Empirical test of a microscopic three-phase traffic theory

Abstract

A review of dynamic nonlinear features of spatiotemporal congested patterns in freeway traffic is presented. The basis of the review is a comparison of theoretical features of the congested patterns that are shown by a microscopic traffic flow model in the context of the Kerner's three-phase traffic theory and empirical microscopic and macroscopic pattern characteristics measured on different freeways over various days and years. In this test of the microscopic three-phase traffic flow theory, a model of an "open" road is applied: Empirical time-dependence of traffic demand and drivers' destinations are used at the upstream model boundaries.
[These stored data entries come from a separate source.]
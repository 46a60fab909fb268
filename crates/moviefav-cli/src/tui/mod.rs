//! Interactive terminal UI.
//!
//! Uses `ratatui` + `crossterm` for rendering. Key handlers mutate the
//! [`App`] directly for synchronous intents and return an [`Intent`] for
//! the ones that call the API. The event loop draws a loading frame and
//! awaits the request while still polling the keyboard, so a hung request
//! can be cancelled.
#![allow(clippy::future_not_send)]

mod details;
/// View-local TUI state types.
pub mod state;
mod theme;
mod ui;

use std::io;
use std::time::Duration;

use anyhow::{Context, Result};
use crossterm::event::{self, Event, KeyCode, KeyEvent, KeyEventKind, KeyModifiers};
use crossterm::terminal::{
    EnterAlternateScreen, LeaveAlternateScreen, disable_raw_mode, enable_raw_mode,
};
use moviefav_api::omdb::{LocalMovieApi, MovieSummary};
use moviefav_store::KeyValueStore;
use ratatui::Terminal;
use ratatui::backend::CrosstermBackend;

use self::state::{InputMode, TuiState};
use self::ui::Screen;
use crate::app::{App, FavoriteChange, View};

/// Keyboard poll interval of the event loop.
const POLL_INTERVAL: Duration = Duration::from_millis(100);

/// Keyboard poll interval while a request is in flight.
const PENDING_POLL_INTERVAL: Duration = Duration::from_millis(50);

/// Notice shown after an in-flight request is abandoned.
const CANCELLED_NOTICE: &str = "Request cancelled";

/// A user intent that needs the API.
#[derive(Debug, Clone, PartialEq, Eq)]
pub enum Intent {
    /// Search by title.
    Search(String),
    /// Open the details modal for an IMDb id.
    Details(String),
}

/// Raw mode and alternate screen, restored on drop.
struct TerminalGuard {
    terminal: Terminal<CrosstermBackend<io::Stdout>>,
}

impl TerminalGuard {
    fn acquire() -> Result<Self> {
        enable_raw_mode().context("failed to enable raw mode")?;
        let mut stdout = io::stdout();
        if let Err(e) = crossterm::execute!(stdout, EnterAlternateScreen) {
            let _ = disable_raw_mode();
            return Err(e).context("failed to enter alternate screen");
        }
        let backend = CrosstermBackend::new(stdout);
        let terminal = match Terminal::new(backend) {
            Ok(terminal) => terminal,
            Err(e) => {
                restore_terminal();
                return Err(e).context("failed to create terminal");
            }
        };
        Ok(Self { terminal })
    }
}

impl Drop for TerminalGuard {
    fn drop(&mut self) {
        restore_terminal();
        let _ = self.terminal.show_cursor();
    }
}

fn restore_terminal() {
    let _ = disable_raw_mode();
    let _ = crossterm::execute!(io::stdout(), LeaveAlternateScreen);
}

/// Runs the interactive UI until the user quits.
///
/// # Errors
///
/// Returns an error if terminal setup, drawing, or event handling fails.
pub async fn run_app<A: LocalMovieApi, S: KeyValueStore>(app: &mut App<A, S>) -> Result<()> {
    let mut guard = TerminalGuard::acquire()?;
    let mut state = TuiState::new();
    if !app.has_api() {
        state.notice = Some(String::from(crate::app::MISSING_API_KEY_MESSAGE));
    }
    tracing::info!("TUI started");
    let result = run_event_loop(&mut guard.terminal, app, &mut state).await;
    tracing::info!("TUI stopped");
    result
}

/// Main event loop.
async fn run_event_loop<A: LocalMovieApi, S: KeyValueStore>(
    terminal: &mut Terminal<CrosstermBackend<io::Stdout>>,
    app: &mut App<A, S>,
    state: &mut TuiState,
) -> Result<()> {
    loop {
        state.clamp_selection(View::Search, app.session().search_results.len());
        state.clamp_selection(View::Favorites, app.favorites().len());

        draw_frame(terminal, app, state, None)?;
        if state.should_quit {
            return Ok(());
        }

        if event::poll(POLL_INTERVAL).context("failed to poll events")?
            && let Event::Key(key) = event::read().context("failed to read event")?
            && key.kind == KeyEventKind::Press
            && let Some(intent) = handle_key(app, state, key)
        {
            draw_frame(terminal, app, state, Some(&intent))?;
            await_intent(app, state, intent, &mut TerminalKeys).await?;
        }
    }
}

/// Non-blocking source of key presses.
trait KeySource {
    /// Returns the next pending key press, if any.
    fn next_key(&mut self) -> Result<Option<KeyEvent>>;
}

/// Reads key presses from the terminal.
struct TerminalKeys;

impl KeySource for TerminalKeys {
    fn next_key(&mut self) -> Result<Option<KeyEvent>> {
        while event::poll(Duration::ZERO).context("failed to poll events")? {
            if let Event::Key(key) = event::read().context("failed to read event")?
                && key.kind == KeyEventKind::Press
            {
                return Ok(Some(key));
            }
        }
        Ok(None)
    }
}

/// How the user interrupted an in-flight request.
#[derive(Debug, Clone, Copy, PartialEq, Eq)]
enum Interrupt {
    /// Abandon the request and stay in the UI.
    Cancel,
    /// Abandon the request and quit.
    Quit,
}

/// Maps a key pressed during a request. Other keys are discarded.
fn interrupt_for(key: KeyEvent) -> Option<Interrupt> {
    match key.code {
        KeyCode::Char('c') if key.modifiers.contains(KeyModifiers::CONTROL) => {
            Some(Interrupt::Quit)
        }
        KeyCode::Esc | KeyCode::Char('q') => Some(Interrupt::Cancel),
        _ => None,
    }
}

/// Awaits an API intent while watching `keys` for an interrupt.
///
/// An interrupt drops the request future, which clears the loading flag
/// and leaves the previous results in place.
async fn await_intent<A: LocalMovieApi, S: KeyValueStore, K: KeySource>(
    app: &mut App<A, S>,
    state: &mut TuiState,
    intent: Intent,
    keys: &mut K,
) -> Result<()> {
    let interrupt = {
        let request = dispatch(app, state, intent);
        tokio::pin!(request);
        let mut ticker = tokio::time::interval(PENDING_POLL_INTERVAL);
        loop {
            tokio::select! {
                biased;
                () = &mut request => break None,
                _ = ticker.tick() => {
                    if let Some(interrupt) = keys.next_key()?.and_then(interrupt_for) {
                        break Some(interrupt);
                    }
                }
            }
        }
    };

    match interrupt {
        None => {}
        Some(Interrupt::Cancel) => {
            tracing::info!("In-flight request cancelled");
            state.notice = Some(String::from(CANCELLED_NOTICE));
        }
        Some(Interrupt::Quit) => {
            tracing::info!("Quit while a request was in flight");
            state.should_quit = true;
        }
    }
    Ok(())
}

fn draw_frame<A: LocalMovieApi, S: KeyValueStore>(
    terminal: &mut Terminal<CrosstermBackend<io::Stdout>>,
    app: &App<A, S>,
    state: &mut TuiState,
    pending: Option<&Intent>,
) -> Result<()> {
    let screen = Screen {
        session: app.session(),
        favorites: app.favorites(),
        pending,
    };
    terminal
        .draw(|frame| ui::draw(frame, screen, state))
        .context("failed to draw TUI")?;
    Ok(())
}

/// Awaits an API intent and resets the cursors it invalidates.
async fn dispatch<A: LocalMovieApi, S: KeyValueStore>(
    app: &mut App<A, S>,
    state: &mut TuiState,
    intent: Intent,
) {
    match intent {
        Intent::Search(term) => {
            app.request_search(&term).await;
            state.results_table.select(None);
        }
        Intent::Details(imdb_id) => {
            state.reset_scroll();
            app.request_details(&imdb_id).await;
        }
    }
}

/// Routes a key press. The details modal captures all input while open.
fn handle_key<A: LocalMovieApi, S: KeyValueStore>(
    app: &mut App<A, S>,
    state: &mut TuiState,
    key: KeyEvent,
) -> Option<Intent> {
    state.notice = None;
    if key.code == KeyCode::Char('c') && key.modifiers.contains(KeyModifiers::CONTROL) {
        state.should_quit = true;
        return None;
    }
    if app.session().is_details_modal_open {
        handle_modal_input(app, state, key.code);
        return None;
    }
    match state.input_mode {
        InputMode::Editing => handle_editing_input(state, key.code, key.modifiers),
        InputMode::ConfirmClear => {
            handle_confirm_input(app, state, key.code);
            None
        }
        InputMode::Normal => handle_normal_input(app, state, key.code),
    }
}

/// Handles key input while the details modal is open.
fn handle_modal_input<A: LocalMovieApi, S: KeyValueStore>(
    app: &mut App<A, S>,
    state: &mut TuiState,
    key: KeyCode,
) {
    match key {
        KeyCode::Esc | KeyCode::Char('q') => {
            app.close_details();
            state.reset_scroll();
        }
        KeyCode::Down | KeyCode::Char('j') => state.scroll_down(),
        KeyCode::Up | KeyCode::Char('k') => state.scroll_up(),
        KeyCode::Char('f' | ' ') => {
            if let Some(change) = app.toggle_selected_favorite() {
                state.notice = Some(change_notice(change));
            }
        }
        KeyCode::Char('o') => {
            if let Some(movie) = &app.session().selected_movie {
                open_imdb(state, &movie.imdb_id);
            }
        }
        _ => {}
    }
}

/// Handles key input in the search bar. Returns a search on submit.
fn handle_editing_input(
    state: &mut TuiState,
    key: KeyCode,
    modifiers: KeyModifiers,
) -> Option<Intent> {
    match key {
        KeyCode::Esc => state.input_mode = InputMode::Normal,
        KeyCode::Enter => {
            let query = state.submitted_query()?;
            state.input_mode = InputMode::Normal;
            return Some(Intent::Search(query));
        }
        KeyCode::Backspace => state.input_pop(),
        KeyCode::Char('u') if modifiers.contains(KeyModifiers::CONTROL) => state.clear_input(),
        KeyCode::Char(c) => state.input_push(c),
        _ => {}
    }
    None
}

/// Handles the clear-all confirmation.
fn handle_confirm_input<A: LocalMovieApi, S: KeyValueStore>(
    app: &mut App<A, S>,
    state: &mut TuiState,
    key: KeyCode,
) {
    state.input_mode = InputMode::Normal;
    if key == KeyCode::Char('y') {
        let removed = app.clear_favorites();
        state.notice = Some(format!("Removed {removed} favorite(s)"));
    }
}

/// Handles key input in normal mode.
fn handle_normal_input<A: LocalMovieApi, S: KeyValueStore>(
    app: &mut App<A, S>,
    state: &mut TuiState,
    key: KeyCode,
) -> Option<Intent> {
    let view = app.session().current_view;
    match key {
        KeyCode::Char('q') => state.should_quit = true,
        KeyCode::Tab | KeyCode::BackTab => app.switch_view(view.toggled()),
        KeyCode::Char('t') => {
            app.toggle_theme();
        }
        KeyCode::Char('/') => {
            app.switch_view(View::Search);
            state.input_mode = InputMode::Editing;
        }
        KeyCode::Esc => app.dismiss_error(),
        KeyCode::Up | KeyCode::Char('k') => state.move_up(view),
        KeyCode::Down | KeyCode::Char('j') => state.move_down(view, visible_len(app, view)),
        KeyCode::Char(' ' | 'f') => {
            let movie = selected_movie(app, state, view)?;
            let change = app.toggle_favorite(&movie);
            state.notice = Some(change_notice(change));
        }
        KeyCode::Enter => {
            let movie = selected_movie(app, state, view)?;
            return Some(Intent::Details(movie.imdb_id));
        }
        KeyCode::Char('C') if view == View::Favorites && !app.favorites().is_empty() => {
            state.input_mode = InputMode::ConfirmClear;
        }
        _ => {}
    }
    None
}

fn visible_len<A: LocalMovieApi, S: KeyValueStore>(app: &App<A, S>, view: View) -> usize {
    match view {
        View::Search => app.session().search_results.len(),
        View::Favorites => app.favorites().len(),
    }
}

/// The movie under the cursor of `view`.
fn selected_movie<A: LocalMovieApi, S: KeyValueStore>(
    app: &App<A, S>,
    state: &TuiState,
    view: View,
) -> Option<MovieSummary> {
    let index = state.selected(view)?;
    let movies = match view {
        View::Search => app.session().search_results.as_slice(),
        View::Favorites => app.favorites().as_slice(),
    };
    movies.get(index).cloned()
}

fn change_notice(change: FavoriteChange) -> String {
    match change {
        FavoriteChange::Added => String::from("Added to favorites"),
        FavoriteChange::Removed => String::from("Removed from favorites"),
    }
}

/// Opens the IMDb page of a title in the default browser.
fn open_imdb(state: &mut TuiState, imdb_id: &str) {
    let url = details::imdb_url(imdb_id);
    if let Err(e) = open::that(&url) {
        tracing::warn!(url, error = %e, "Failed to open browser");
        state.notice = Some(format!("Could not open {url}"));
    }
}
At downstream model boundary conditions for vehicle freely leaving a modeling freeway section(s) are given. Spatiotemporal congested patterns emerge, develop, and dissolve in this open freeway model with the same types of bottlenecks as those in empirical observations. It is found that microscopic three-phase traffic models can explain all known macroscopic and microscopic empirical congested pattern features (e.g., probabilistic breakdown phenomenon as a first-order phase transition from free flow to synchronized flow, moving jam emergence in synchronized flow rather than in free flow, spatiotemporal features of synchronized flow and general congested patterns at freeway bottlenecks, intensification of downstream congestion due to upstream congestion at adjacent bottlenecks). It turns out that microscopic optimal velocity (OV) functions and time headway distributions are not necessarily qualitatively different, even if local congested traffic behavior is qualitatively different. Model performance with respect to spatiotemporal pattern emergence and evolution cannot be tested using these traffic characteristics. The reason for this is that important spatiotemporal features of congested traffic patterns are lost in these and many other macroscopic and microscopic traffic characteristics, which are widely used as the empirical basis for a test of traffic flow models.